The FAQ is mostly right if you read it very carefully, but I think it's
misleading.

: CHAR char 1 character
: CHAR(#) bpchar blank padded to the specified fixed length
: VARCHAR(#) varchar size specifies maximum length, no padding
: TEXT text length limited only by maximum tuple length
: BYTEA bytea variable-length array of bytes
:
: The last four types above are "varlena" types (i.e. the first four
: bytes are the length, followed by the data). char(#) allocates the
: maximum number of bytes no matter how much data is stored in the
: field. text, varchar(#), and bytea all have variable length on the
: disk, and because of this, there is a small performance penalty for
: using them. Specifically, the penalty is for access to all columns
: after the first column of this type.

The FAQ is wrong to claim that char is not a varlena type --- it is in
fact the same as char(1). (There is a true single-byte type named char
defined internally, but an appearance of "char" in a CREATE TABLE query
gets translated to char(1) instead. The inconsistency of internal and
external type names has doubtless contributed to confusion in this area.)

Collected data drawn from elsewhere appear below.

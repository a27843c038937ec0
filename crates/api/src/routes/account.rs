//! Route definitions for the `/account` resource.

use axum::routing::post;
use axum::Router;

use crate::handlers::account;
use crate::state::AppState;

/// Routes mounted at `/account`. All require authentication.
pub fn router() -> Router<AppState> {
    Router::new()
        .route("/change-password", post(account::change_password))
        .route("/change-username", post(account::change_username))
        .route("/change-email", post(account::change_email))
}
//! HTTP handlers, grouped by resource.

pub mod account;
pub mod admin;
pub mod auth;
pub mod chat;
pub mod media;
pub mod oauth;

As the FAQ correctly states, char(n) is a varlena type; that means that
you pay a four-byte overhead for the length word, plus an alignment
penalty of zero to three bytes to ensure the length word is
long-aligned. (This is why I remarked that char(1) is effectively an
8-byte type: if you put several of them in a row, they take up 8 bytes
apiece.) This space overhead, plus the time overhead from dealing with
non-fixed-length columns, is the performance penalty paid for any
varlena type.

One particular component of the time cost for varlena types is that
the within-tuple offset of later columns is not fixed, meaning that
fastgetattr() can't cache their offsets, but has to scan the tuple data
to find them. Although char(n) is represented as a varlena type, there
is a special hack in fastgetattr() to make it treat char(n) as
fixed-size for the specific purpose of deciding whether later columns'
offsets are cacheable.

The FAQ is correct to describe this effect as "small", but perhaps it
should say "very small" --- for one thing the offset cache is irrelevant
if you have any NULL fields in the current tuple. I wouldn't worry
about it myself, and I certainly wouldn't choose an inappropriate data
type for my application in order to avoid it. The FAQ is not doing you
any service to suggest that you should prefer char(n) when you don't
really want a fixed-length string. The space penalty of the unwanted
pad data is likely to cost you far more than you can hope to save by
making fastgetattr() a little quicker.

> Also, item 3.8 mentions psql's \do command, however when I
> type \do nothing happens and I have to ctrl-c to get the prompt back.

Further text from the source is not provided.